Multi-Day Photography
Wedding photographers who do single-day coverage aren't always equipped for multi-day Indian weddings. A photographer who charges $3,000 for a one-day wedding might charge $6,000–$9,000 for three-day Indian wedding coverage. Confirm multi-day pricing specifically before signing.
Using a Pre-Built Template
The reason most Indian wedding couples end up over budget isn't that they didn't try to plan — it's that they were using a template designed for a single-day event. When you can't see all four events and their costs on the same page, you lose track of the total exposure.
The Wedding Budget Planner includes a detailed budget worksheet that can be adapted for multi-event celebrations. It comes with both a printable PDF and a Google Sheets version, making it straightforward to add rows for each event and maintain a running total across all four days. At $17, it costs less than a single bouquet — and it's designed to save you multiples of that in planning mistakes.

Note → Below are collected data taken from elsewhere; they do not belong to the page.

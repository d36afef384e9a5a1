// Copyright (C) 2026 Fred Clausen
// Use of this source code is governed by an MIT-style
// license that can be found in the LICENSE file or at
// https://opensource.org/licenses/MIT.

use super::{fresh_store, sample_book, seed_architecture};
use crate::data_models::{CreatedBook, NewPdf};
use crate::Persistence;

#[test]
fn pdf_rows_group_by_book_number() {
    let mut store: Persistence = fresh_store();
    let (co, de_a, _) = seed_architecture(&mut store);
    let created: CreatedBook = store
        .create_book(&sample_book("88", None), co, &[de_a], "/88-1.pdf", "2024-01-15")
        .unwrap();
    store
        .insert_pdf(&NewPdf {
            book_id: created.book_id,
            book_no: Some("88".to_string()),
            count_pdf: 1,
            pdf: "/88-2.pdf".to_string(),
            user_id: None,
            current_date: Some("2024-01-16".to_string()),
        })
        .unwrap();

    let pdfs = store.pdfs_for_book_no("88").unwrap();
    assert_eq!(pdfs.len(), 2);
    // Oldest first.
    assert_eq!(pdfs[0].pdf.as_deref(), Some("/88-1.pdf"));
    assert_eq!(pdfs[1].pdf.as_deref(), Some("/88-2.pdf"));

    assert!(store.pdfs_for_book_no("89").unwrap().is_empty());
}

#[test]
fn pdf_map_query_covers_multiple_book_numbers() {
    let mut store: Persistence = fresh_store();
    let (co, de_a, _) = seed_architecture(&mut store);
    store
        .create_book(&sample_book("1", None), co, &[de_a], "/1.pdf", "2024-01-15")
        .unwrap();
    store
        .create_book(&sample_book("2", None), co, &[de_a], "/2.pdf", "2024-01-15")
        .unwrap();

    let pdfs = store
        .pdfs_for_book_nos(&["1".to_string(), "2".to_string()])
        .unwrap();
    assert_eq!(pdfs.len(), 2);

    assert!(store.pdfs_for_book_nos(&[]).unwrap().is_empty());
}

#[test]
fn pdf_uploader_username_is_joined() {
    let mut store: Persistence = fresh_store();
    let (co, de_a, _) = seed_architecture(&mut store);
    let user_id: i64 = store.create_user("scanner", "secret123", "user").unwrap();
    store
        .create_book(
            &sample_book("7", Some(user_id)),
            co,
            &[de_a],
            "/7.pdf",
            "2024-01-15",
        )
        .unwrap();

    let pdfs = store.pdfs_for_book_no("7").unwrap();
    assert_eq!(pdfs[0].username.as_deref(), Some("scanner"));
}

#[test]
fn deleting_a_pdf_removes_only_that_row() {
    let mut store: Persistence = fresh_store();
    let (co, de_a, _) = seed_architecture(&mut store);
    let created: CreatedBook = store
        .create_book(&sample_book("3", None), co, &[de_a], "/3-1.pdf", "2024-01-15")
        .unwrap();
    let second: i64 = store
        .insert_pdf(&NewPdf {
            book_id: created.book_id,
            book_no: Some("3".to_string()),
            count_pdf: 1,
            pdf: "/3-2.pdf".to_string(),
            user_id: None,
            current_date: None,
        })
        .unwrap();

    assert_eq!(store.delete_pdf(second).unwrap(), 1);
    let remaining = store.pdfs_for_book_id(created.book_id).unwrap();
    assert_eq!(remaining.len(), 1);
    assert_eq!(remaining[0].pdf_id, created.pdf_id);

    // Deleting an absent row affects nothing.
    assert_eq!(store.delete_pdf(second).unwrap(), 0);
}

#[test]
fn pdf_lookup_by_id() {
    let mut store: Persistence = fresh_store();
    let (co, de_a, _) = seed_architecture(&mut store);
    let created: CreatedBook = store
        .create_book(&sample_book("4", None), co, &[de_a], "/4.pdf", "2024-01-15")
        .unwrap();

    let pdf = store.pdf_by_id(created.pdf_id).unwrap().unwrap();
    assert_eq!(pdf.book_id, Some(created.book_id));
    assert!(store.pdf_by_id(99_999).unwrap().is_none());
}
// Copyright (C) 2026 Fred Clausen
// Use of this source code is governed by an MIT-style
// license that can be found in the LICENSE file or at
// https://opensource.org/licenses/MIT.

//! Book row mutations.

use diesel::prelude::*;
use diesel::{MysqlConnection, SqliteConnection};
use tracing::{debug, info};

use crate::backend::PersistenceBackend;
use crate::data_models::{BookChanges, NewBook};
use crate::diesel_schema::book_follow_up;
use crate::error::PersistenceError;

/// Diesel changeset for sparse book updates. `None` fields are skipped.
#[derive(AsChangeset)]
#[diesel(table_name = book_follow_up)]
struct BookChangeset<'a> {
    book_type: Option<&'a str>,
    book_no: Option<&'a str>,
    book_date: Option<&'a str>,
    directory_name: Option<&'a str>,
    incoming_no: Option<&'a str>,
    incoming_date: Option<&'a str>,
    subject: Option<&'a str>,
    destination: Option<&'a str>,
    book_action: Option<&'a str>,
    book_status: Option<&'a str>,
    notes: Option<&'a str>,
    user_id: Option<i64>,
    current_date: Option<&'a str>,
}

impl<'a> From<&'a BookChanges> for BookChangeset<'a> {
    fn from(changes: &'a BookChanges) -> Self {
        Self {
            book_type: changes.book_type.as_deref(),
            book_no: changes.book_no.as_deref(),
            book_date: changes.book_date.as_deref(),
            directory_name: changes.directory_name.as_deref(),
            incoming_no: changes.incoming_no.as_deref(),
            incoming_date: changes.incoming_date.as_deref(),
            subject: changes.subject.as_deref(),
            destination: changes.destination.as_deref(),
            book_action: changes.book_action.as_deref(),
            book_status: changes.book_status.as_deref(),
            notes: changes.notes.as_deref(),
            user_id: changes.user_id,
            current_date: changes.current_date.as_deref(),
        }
    }
}

backend_fn! {
/// Inserts a book row with its primary junction reference.
///
/// # Errors
///
/// Returns an error if the insert fails.
pub fn insert_book(
    conn: &mut _,
    book: &NewBook,
    junction_id: Option<i64>,
) -> Result<i64, PersistenceError> {
    diesel::insert_into(book_follow_up::table)
        .values((
            book_follow_up::book_type.eq(book.book_type.as_deref()),
            book_follow_up::book_no.eq(book.book_no.as_deref()),
            book_follow_up::book_date.eq(book.book_date.as_deref()),
            book_follow_up::directory_name.eq(book.directory_name.as_deref()),
            book_follow_up::incoming_no.eq(book.incoming_no.as_deref()),
            book_follow_up::incoming_date.eq(book.incoming_date.as_deref()),
            book_follow_up::subject.eq(book.subject.as_deref()),
            book_follow_up::destination.eq(book.destination.as_deref()),
            book_follow_up::book_action.eq(book.book_action.as_deref()),
            book_follow_up::book_status.eq(book.book_status.as_deref()),
            book_follow_up::notes.eq(book.notes.as_deref()),
            book_follow_up::user_id.eq(book.user_id),
            book_follow_up::current_date.eq(book.current_date.as_deref()),
            book_follow_up::junction_id.eq(junction_id),
        ))
        .execute(conn)?;

    let book_id: i64 = conn.get_last_insert_rowid()?;
    info!(book_id, "Inserted book");
    Ok(book_id)
}
}

backend_fn! {
/// Checks that a book row exists.
///
/// # Errors
///
/// Returns an error if the database query fails.
pub fn book_exists(conn: &mut _, book_id: i64) -> Result<bool, PersistenceError> {
    let found: Option<i64> = book_follow_up::table
        .filter(book_follow_up::book_id.eq(book_id))
        .select(book_follow_up::book_id)
        .first(conn)
        .optional()?;
    Ok(found.is_some())
}
}

backend_fn! {
/// Applies sparse column changes to a book row.
///
/// Callers always stamp `current_date`, so the changeset is never
/// empty.
///
/// # Errors
///
/// Returns an error if the update fails.
pub fn update_book_columns(
    conn: &mut _,
    book_id: i64,
    changes: &BookChanges,
) -> Result<usize, PersistenceError> {
    let changeset: BookChangeset<'_> = changes.into();
    let rows_affected: usize = diesel::update(book_follow_up::table)
        .filter(book_follow_up::book_id.eq(book_id))
        .set(&changeset)
        .execute(conn)?;

    debug!(book_id, rows_affected, "Updated book columns");
    Ok(rows_affected)
}
}

backend_fn! {
/// Points a book at a new primary junction.
///
/// # Errors
///
/// Returns an error if the update fails.
pub fn set_primary_junction(
    conn: &mut _,
    book_id: i64,
    junction_id: i64,
) -> Result<(), PersistenceError> {
    diesel::update(book_follow_up::table)
        .filter(book_follow_up::book_id.eq(book_id))
        .set(book_follow_up::junction_id.eq(junction_id))
        .execute(conn)?;

    debug!(book_id, junction_id, "Set primary junction");
    Ok(())
}
}
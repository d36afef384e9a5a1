// Copyright (C) 2026 Fred Clausen
// Use of this source code is governed by an MIT-style
// license that can be found in the LICENSE file or at
// https://opensource.org/licenses/MIT.

//! End-to-end router tests against in-memory stores.

#![allow(clippy::unwrap_used, clippy::expect_used)]

use std::path::PathBuf;
use std::sync::Arc;
use std::sync::atomic::{AtomicU64, Ordering};

use axum::{
    Router,
    body::Body,
    http::{Request, StatusCode, header},
};
use tokio::sync::Mutex;
use tower::ServiceExt;

use booktrack_persistence::Persistence;

use super::{AppState, build_router};
use crate::config::{DatabaseConfig, Mode, ServerConfig};

static DIR_COUNTER: AtomicU64 = AtomicU64::new(0);

/// Creates a unique scratch directory for one test.
fn scratch_dir() -> PathBuf {
    let id: u64 = DIR_COUNTER.fetch_add(1, Ordering::SeqCst);
    let dir: PathBuf = std::env::temp_dir().join(format!(
        "booktrack-server-test-{}-{id}",
        std::process::id()
    ));
    std::fs::create_dir_all(&dir).expect("failed to create scratch dir");
    dir
}

/// Builds an app state over a fresh in-memory store.
fn create_test_app_state() -> AppState {
    let persistence: Persistence =
        Persistence::new_in_memory().expect("failed to create in-memory persistence");
    let config: ServerConfig = ServerConfig {
        host: String::from("127.0.0.1"),
        port: 0,
        database: DatabaseConfig::Sqlite {
            path: String::from(":memory:"),
        },
        upload_dir: scratch_dir(),
        source_dir: scratch_dir(),
        mode: Mode::Development,
    };
    AppState {
        persistence: Arc::new(Mutex::new(persistence)),
        config: Arc::new(config),
    }
}

/// Seeds a committee, two departments, and a user; returns
/// (co, de_a, de_b, user).
async fn seed_base(state: &AppState) -> (i64, i64, i64, i64) {
    let mut persistence = state.persistence.lock().await;
    let co: i64 = persistence.create_committee("اللجنة الادارية").unwrap();
    let de_a: i64 = persistence.create_department("قسم الادارة").unwrap();
    let de_b: i64 = persistence.create_department("قسم المالية").unwrap();
    let user: i64 = persistence
        .create_user("archivist", "secret123", "user")
        .unwrap();
    (co, de_a, de_b, user)
}

const BOUNDARY: &str = "X-BOOKTRACK-TEST-BOUNDARY";

/// Hand-rolls a multipart body from text fields plus an optional file.
fn multipart_body(fields: &[(&str, &str)], file: Option<(&str, &[u8])>) -> Vec<u8> {
    let mut body: Vec<u8> = Vec::new();
    for (name, value) in fields {
        body.extend_from_slice(
            format!(
                "--{BOUNDARY}\r\nContent-Disposition: form-data; name=\"{name}\"\r\n\r\n{value}\r\n"
            )
            .as_bytes(),
        );
    }
    if let Some((filename, bytes)) = file {
        body.extend_from_slice(
            format!(
                "--{BOUNDARY}\r\nContent-Disposition: form-data; name=\"file\"; filename=\"{filename}\"\r\nContent-Type: application/pdf\r\n\r\n"
            )
            .as_bytes(),
        );
        body.extend_from_slice(bytes);
        body.extend_from_slice(b"\r\n");
    }
    body.extend_from_slice(format!("--{BOUNDARY}--\r\n").as_bytes());
    body
}

/// Sends a multipart POST/PATCH and returns the response.
async fn send_multipart(
    app: Router,
    method: &str,
    uri: &str,
    body: Vec<u8>,
) -> axum::response::Response {
    app.oneshot(
        Request::builder()
            .method(method)
            .uri(uri)
            .header(
                header::CONTENT_TYPE,
                format!("multipart/form-data; boundary={BOUNDARY}"),
            )
            .body(Body::from(body))
            .unwrap(),
    )
    .await
    .unwrap()
}

/// Sends a JSON request and returns the response.
async fn send_json(
    app: Router,
    method: &str,
    uri: &str,
    body: serde_json::Value,
) -> axum::response::Response {
    app.oneshot(
        Request::builder()
            .method(method)
            .uri(uri)
            .header(header::CONTENT_TYPE, "application/json")
            .body(Body::from(body.to_string()))
            .unwrap(),
    )
    .await
    .unwrap()
}

/// Sends a bare GET and returns the response.
async fn send_get(app: Router, uri: &str) -> axum::response::Response {
    app.oneshot(Request::builder().uri(uri).body(Body::empty()).unwrap())
        .await
        .unwrap()
}

/// Reads a response body as JSON.
async fn body_json(response: axum::response::Response) -> serde_json::Value {
    let bytes = axum::body::to_bytes(response.into_body(), usize::MAX)
        .await
        .unwrap();
    serde_json::from_slice(&bytes).unwrap()
}

/// Creates a standard book through the HTTP surface; returns its id.
async fn create_book_via_http(
    app: &Router,
    book_no: &str,
    co: i64,
    de_ids: &str,
    user: i64,
) -> i64 {
    let body: Vec<u8> = multipart_body(
        &[
            ("bookNo", book_no),
            ("bookDate", "2024-01-15"),
            ("bookType", "خارجي"),
            ("directoryName", "مكتب المدير"),
            ("incomingNo", "77"),
            ("incomingDate", "2024-01-10"),
            ("subject", "طلب اجازة اعتيادية"),
            ("destination", "بغداد"),
            ("bookAction", "للاطلاع"),
            ("bookStatus", "قيد الانجاز"),
            ("userID", &user.to_string()),
            ("coID", &co.to_string()),
            ("deIDs", de_ids),
        ],
        Some(("scan.pdf", b"%PDF-1.4 test")),
    );
    let response = send_multipart(app.clone(), "POST", "/api/bookFollowUp", body).await;
    assert_eq!(response.status(), StatusCode::OK);
    let json = body_json(response).await;
    json["bookID"].as_i64().unwrap()
}

#[tokio::test]
async fn get_all_on_an_empty_store_returns_the_empty_envelope() {
    let state: AppState = create_test_app_state();
    let app: Router = build_router(state);

    let response = send_get(app, "/api/bookFollowUp/getAll?page=1&limit=10").await;
    assert_eq!(response.status(), StatusCode::OK);

    let json = body_json(response).await;
    assert_eq!(json["data"].as_array().unwrap().len(), 0);
    assert_eq!(json["total"], 0);
    assert_eq!(json["page"], 1);
    assert_eq!(json["limit"], 10);
    assert_eq!(json["totalPages"], 0);
}

#[tokio::test]
async fn filtered_empty_set_keeps_the_envelope_shape() {
    let state: AppState = create_test_app_state();
    seed_base(&state).await;
    let app: Router = build_router(state);

    let uri: &str =
        "/api/bookFollowUp/getAll?page=1&limit=10&bookStatus=%D9%82%D9%8A%D8%AF%20%D8%A7%D9%84%D8%A7%D9%86%D8%AC%D8%A7%D8%B2";
    let response = send_get(app, uri).await;
    assert_eq!(response.status(), StatusCode::OK);

    let json = body_json(response).await;
    assert_eq!(json["data"].as_array().unwrap().len(), 0);
    assert_eq!(json["total"], 0);
    assert_eq!(json["totalPages"], 0);
}

#[tokio::test]
async fn create_book_round_trips_through_the_listing() {
    let state: AppState = create_test_app_state();
    let (co, de_a, de_b, user) = seed_base(&state).await;
    let app: Router = build_router(state);

    let book_id: i64 =
        create_book_via_http(&app, "123", co, &format!("{de_a},{de_b}"), user).await;

    let response = send_get(app.clone(), "/api/bookFollowUp/getAll?page=1&limit=10").await;
    let json = body_json(response).await;
    assert_eq!(json["total"], 1);
    let row = &json["data"][0];
    assert_eq!(row["bookNo"], "123");
    assert_eq!(row["username"], "archivist");
    assert_eq!(row["department_count"], 2);
    assert_eq!(row["pdfFiles"].as_array().unwrap().len(), 1);

    let response = send_get(
        app,
        &format!("/api/bookFollowUp/getBookFollowUpByBookID/{book_id}"),
    )
    .await;
    assert_eq!(response.status(), StatusCode::OK);
    let json = body_json(response).await;
    assert_eq!(json["department_count"], 2);
    assert_eq!(json["department_names"], "قسم الادارة, قسم المالية");
    assert_eq!(json["countOfPDFs"], 1);
}

#[tokio::test]
async fn create_book_without_a_file_is_a_client_error() {
    let state: AppState = create_test_app_state();
    let (co, de_a, _, user) = seed_base(&state).await;
    let app: Router = build_router(state);

    let body: Vec<u8> = multipart_body(
        &[
            ("bookNo", "9"),
            ("bookDate", "2024-01-15"),
            ("bookType", "خارجي"),
            ("userID", &user.to_string()),
            ("coID", &co.to_string()),
            ("deIDs", &de_a.to_string()),
        ],
        None,
    );
    let response = send_multipart(app, "POST", "/api/bookFollowUp", body).await;
    assert_eq!(response.status(), StatusCode::BAD_REQUEST);
}

#[tokio::test]
async fn json_patch_updates_status() {
    let state: AppState = create_test_app_state();
    let (co, de_a, _, user) = seed_base(&state).await;
    let app: Router = build_router(state);
    let book_id: i64 = create_book_via_http(&app, "55", co, &de_a.to_string(), user).await;

    let response = send_json(
        app.clone(),
        "PATCH",
        &format!("/api/bookFollowUp/{book_id}/json"),
        serde_json::json!({"bookStatus": "انجزت"}),
    )
    .await;
    assert_eq!(response.status(), StatusCode::OK);

    let response = send_get(
        app,
        &format!("/api/bookFollowUp/getBookFollowUpByBookID/{book_id}"),
    )
    .await;
    let json = body_json(response).await;
    assert_eq!(json["bookStatus"], "انجزت");
}

#[tokio::test]
async fn empty_json_patch_is_a_client_error() {
    let state: AppState = create_test_app_state();
    let (co, de_a, _, user) = seed_base(&state).await;
    let app: Router = build_router(state);
    let book_id: i64 = create_book_via_http(&app, "1", co, &de_a.to_string(), user).await;

    let response = send_json(
        app,
        "PATCH",
        &format!("/api/bookFollowUp/{book_id}/json"),
        serde_json::json!({}),
    )
    .await;
    assert_eq!(response.status(), StatusCode::BAD_REQUEST);
}

#[tokio::test]
async fn half_supplied_pairing_is_a_client_error() {
    let state: AppState = create_test_app_state();
    let (co, de_a, _, user) = seed_base(&state).await;
    let app: Router = build_router(state);
    let book_id: i64 = create_book_via_http(&app, "2", co, &de_a.to_string(), user).await;

    let response = send_json(
        app,
        "PATCH",
        &format!("/api/bookFollowUp/{book_id}/json"),
        serde_json::json!({"coID": co}),
    )
    .await;
    assert_eq!(response.status(), StatusCode::BAD_REQUEST);
}

#[tokio::test]
async fn patching_a_missing_book_is_not_found() {
    let state: AppState = create_test_app_state();
    seed_base(&state).await;
    let app: Router = build_router(state);

    let response = send_json(
        app,
        "PATCH",
        "/api/bookFollowUp/4242/json",
        serde_json::json!({"notes": "x"}),
    )
    .await;
    assert_eq!(response.status(), StatusCode::NOT_FOUND);
}

#[tokio::test]
async fn existence_probe_answers_by_type_number_and_year() {
    let state: AppState = create_test_app_state();
    let (co, de_a, _, user) = seed_base(&state).await;
    let app: Router = build_router(state);
    create_book_via_http(&app, "123", co, &de_a.to_string(), user).await;

    let taken = send_get(
        app.clone(),
        "/api/bookFollowUp/checkBookNoExists?bookNo=123&bookType=%D8%AE%D8%A7%D8%B1%D8%AC%D9%8A&bookDate=2024-06-01",
    )
    .await;
    assert_eq!(body_json(taken).await["exists"], true);

    let free = send_get(
        app,
        "/api/bookFollowUp/checkBookNoExists?bookNo=123&bookType=%D8%AE%D8%A7%D8%B1%D8%AC%D9%8A&bookDate=2023-06-01",
    )
    .await;
    assert_eq!(body_json(free).await["exists"], false);
}

#[tokio::test]
async fn committee_directory_lookups_work_and_404_when_empty() {
    let state: AppState = create_test_app_state();
    let (co, de_a, _, user) = seed_base(&state).await;
    let app: Router = build_router(state);
    create_book_via_http(&app, "5", co, &de_a.to_string(), user).await;

    let response = send_get(app.clone(), "/api/bookFollowUp/committees").await;
    assert_eq!(response.status(), StatusCode::OK);
    let json = body_json(response).await;
    assert_eq!(json[0]["coID"], co);
    assert_eq!(json[0]["Com"], "اللجنة الادارية");

    let response = send_get(
        app.clone(),
        &format!("/api/bookFollowUp/committees/{co}/departments"),
    )
    .await;
    assert_eq!(response.status(), StatusCode::OK);
    let json = body_json(response).await;
    assert_eq!(json[0]["deID"], de_a);

    // The short alias resolves to the same handler.
    let response = send_get(app.clone(), &format!("/api/bookFollowUp/{co}/departments")).await;
    assert_eq!(response.status(), StatusCode::OK);

    // A committee with no junctions has no departments: 404.
    let response = send_get(app, "/api/bookFollowUp/committees/4242/departments").await;
    assert_eq!(response.status(), StatusCode::NOT_FOUND);
}

#[tokio::test]
async fn pdf_listing_streaming_and_deletion() {
    let state: AppState = create_test_app_state();
    let (co, de_a, _, user) = seed_base(&state).await;
    let app: Router = build_router(state);
    create_book_via_http(&app, "88", co, &de_a.to_string(), user).await;

    let response = send_get(app.clone(), "/api/bookFollowUp/pdf/88").await;
    assert_eq!(response.status(), StatusCode::OK);
    let json = body_json(response).await;
    let pdf_id: i64 = json[0]["id"].as_i64().unwrap();
    let pdf_path: String = json[0]["pdf"].as_str().unwrap().to_string();

    let response = send_get(app.clone(), &format!("/api/bookFollowUp/pdf/file/{pdf_id}")).await;
    assert_eq!(response.status(), StatusCode::OK);
    assert_eq!(
        response.headers().get(header::CONTENT_TYPE).unwrap(),
        "application/pdf"
    );

    // Remove the backing file out-of-band; the row still deletes fine.
    std::fs::remove_file(&pdf_path).unwrap();
    let response = send_json(
        app.clone(),
        "DELETE",
        "/api/bookFollowUp/delete_pdf",
        serde_json::json!({"id": pdf_id, "pdf": pdf_path}),
    )
    .await;
    assert_eq!(response.status(), StatusCode::OK);

    let response = send_get(app, "/api/bookFollowUp/pdf/88").await;
    assert_eq!(body_json(response).await.as_array().unwrap().len(), 0);
}
// Copyright (C) 2026 Fred Clausen
// Use of this source code is governed by an MIT-style
// license that can be found in the LICENSE file or at
// https://opensource.org/licenses/MIT.

//! API service tests.
//!
//! Services run against unique in-memory `SQLite` stores; tests that
//! exercise uploads get their own scratch directories.

#![allow(clippy::unwrap_used, clippy::expect_used)]

mod report_service_tests;

use std::path::PathBuf;
use std::sync::atomic::{AtomicU64, Ordering};

use booktrack_persistence::Persistence;

use crate::request_response::CreateBookInput;

static DIR_COUNTER: AtomicU64 = AtomicU64::new(0);

/// Creates a fresh in-memory store.
pub(crate) fn fresh_store() -> Persistence {
    Persistence::new_in_memory().expect("failed to create in-memory store")
}

/// Creates a unique scratch directory for one test.
pub(crate) fn scratch_dir() -> PathBuf {
    let id: u64 = DIR_COUNTER.fetch_add(1, Ordering::SeqCst);
    let dir: PathBuf =
        std::env::temp_dir().join(format!("booktrack-api-test-{}-{id}", std::process::id()));
    std::fs::create_dir_all(&dir).expect("failed to create scratch dir");
    dir
}

/// Seeds a committee, two departments, and a user; returns
/// (co, de_a, de_b, user).
pub(crate) fn seed_base(store: &mut Persistence) -> (i64, i64, i64, i64) {
    let co: i64 = store.create_committee("اللجنة الادارية").unwrap();
    let de_a: i64 = store.create_department("قسم الادارة").unwrap();
    let de_b: i64 = store.create_department("قسم المالية").unwrap();
    let user: i64 = store.create_user("archivist", "secret123", "user").unwrap();
    (co, de_a, de_b, user)
}

/// A complete, valid creation input.
pub(crate) fn sample_input(book_no: &str, co_id: i64, de_ids: &str, user_id: i64) -> CreateBookInput {
    CreateBookInput {
        book_no: book_no.to_string(),
        book_date: "2024-01-15".to_string(),
        book_type: "خارجي".to_string(),
        directory_name: Some("مكتب المدير".to_string()),
        incoming_no: Some("77".to_string()),
        incoming_date: Some("2024-01-10".to_string()),
        subject: Some("طلب اجازة اعتيادية".to_string()),
        destination: Some("بغداد".to_string()),
        book_action: Some("للاطلاع".to_string()),
        book_status: Some("قيد الانجاز".to_string()),
        notes: None,
        user_id,
        co_id,
        de_ids: de_ids.to_string(),
        file_bytes: b"%PDF-1.4 test".to_vec(),
        original_filename: "scan.pdf".to_string(),
    }
}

The Rule of 1.3x for Indian Weddings
A practical rule that South Asian wedding planners use: take your initial gut-feel budget and multiply by 1.3. If you think you can do it for $60,000, plan for $78,000. The gap between initial estimates and final costs in Indian weddings is consistently 20–35%, driven by decor upgrades, guest list additions, and multi-day logistics that are hard to fully anticipate at the start. Build that buffer into your worksheet from day one.